*** Opening The data ***

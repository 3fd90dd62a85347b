//! Client configuration.
//!
//! Loaded from `kotoba.json`; a missing file yields defaults, a malformed
//! one is a parse error with the offending path. Values are validated
//! after loading.

use std::path::Path;

use serde::{Deserialize, Serialize};

use crate::error::{KotobaError, Result};

/// The default config file name.
const CONFIG_FILE_NAME: &str = "kotoba.json";

/// Default service endpoint.
fn default_server_url() -> String {
    "http://localhost:8787/api".to_string()
}

/// Default session snapshot path.
fn default_session_file() -> String {
    ".kotoba/session.json".to_string()
}

/// Default overlay safety timeout in seconds.
const fn default_overlay_timeout() -> u64 {
    10
}

/// Client configuration for the Kotoba lesson engine.
#[derive(Debug, Clone, Serialize, Deserialize)]
#[serde(rename_all = "camelCase")]
pub struct Config {
    /// Base URL of the remote content/grading service.
    #[serde(default = "default_server_url")]
    pub server_url: String,

    /// Path of the persisted session snapshot.
    #[serde(default = "default_session_file")]
    pub session_file: String,

    /// Upper bound, in seconds, on how long the blocking overlay may
    /// stay up before it is forcibly released.
    #[serde(default = "default_overlay_timeout")]
    pub overlay_timeout_secs: u64,
}

impl Default for Config {
    fn default() -> Self {
        Self {
            server_url: default_server_url(),
            session_file: default_session_file(),
            overlay_timeout_secs: default_overlay_timeout(),
        }
    }
}

impl Config {
    /// Loads configuration from `kotoba.json` in the given directory.
    ///
    /// A missing file yields defaults.
    pub fn load_from_dir(dir: &Path) -> Result<Self> {
        Self::load_from_file(&dir.join(CONFIG_FILE_NAME))
    }

    /// Loads configuration from a specific file path.
    ///
    /// A missing file yields defaults; a malformed one is an error.
    pub fn load_from_file(path: &Path) -> Result<Self> {
        let contents = match std::fs::read_to_string(path) {
            Ok(contents) => contents,
            Err(e) if e.kind() == std::io::ErrorKind::NotFound => {
                let config = Self::default();
                config.validate()?;
                return Ok(config);
            }
            Err(e) => return Err(e.into()),
        };

        let config: Self = serde_json::from_str(&contents).map_err(|e| {
            KotobaError::validation(format!("invalid config '{}': {e}", path.display()))
        })?;
        config.validate()?;
        Ok(config)
    }

    /// Validates configuration values.
    pub fn validate(&self) -> Result<()> {
        if self.server_url.trim().is_empty() {
            return Err(KotobaError::validation("serverUrl must not be empty"));
        }
        if self.session_file.trim().is_empty() {
            return Err(KotobaError::validation("sessionFile must not be empty"));
        }
        if self.overlay_timeout_secs == 0 {
            return Err(KotobaError::validation(
                "overlayTimeoutSecs must be greater than 0",
            ));
        }
        Ok(())
    }

    /// The overlay safety timeout as a [`std::time::Duration`].
    #[must_use]
    pub const fn overlay_timeout(&self) -> std::time::Duration {
        std::time::Duration::from_secs(self.overlay_timeout_secs)
    }
}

*** Closing The data ***

**Required work**. Report all lines above with "contents".

**Written response**.
        let contents = match std::fs::read_to_string(path) {
            Ok(contents) => contents,
        let config: Self = serde_json::from_str(&contents).map_err(|e| {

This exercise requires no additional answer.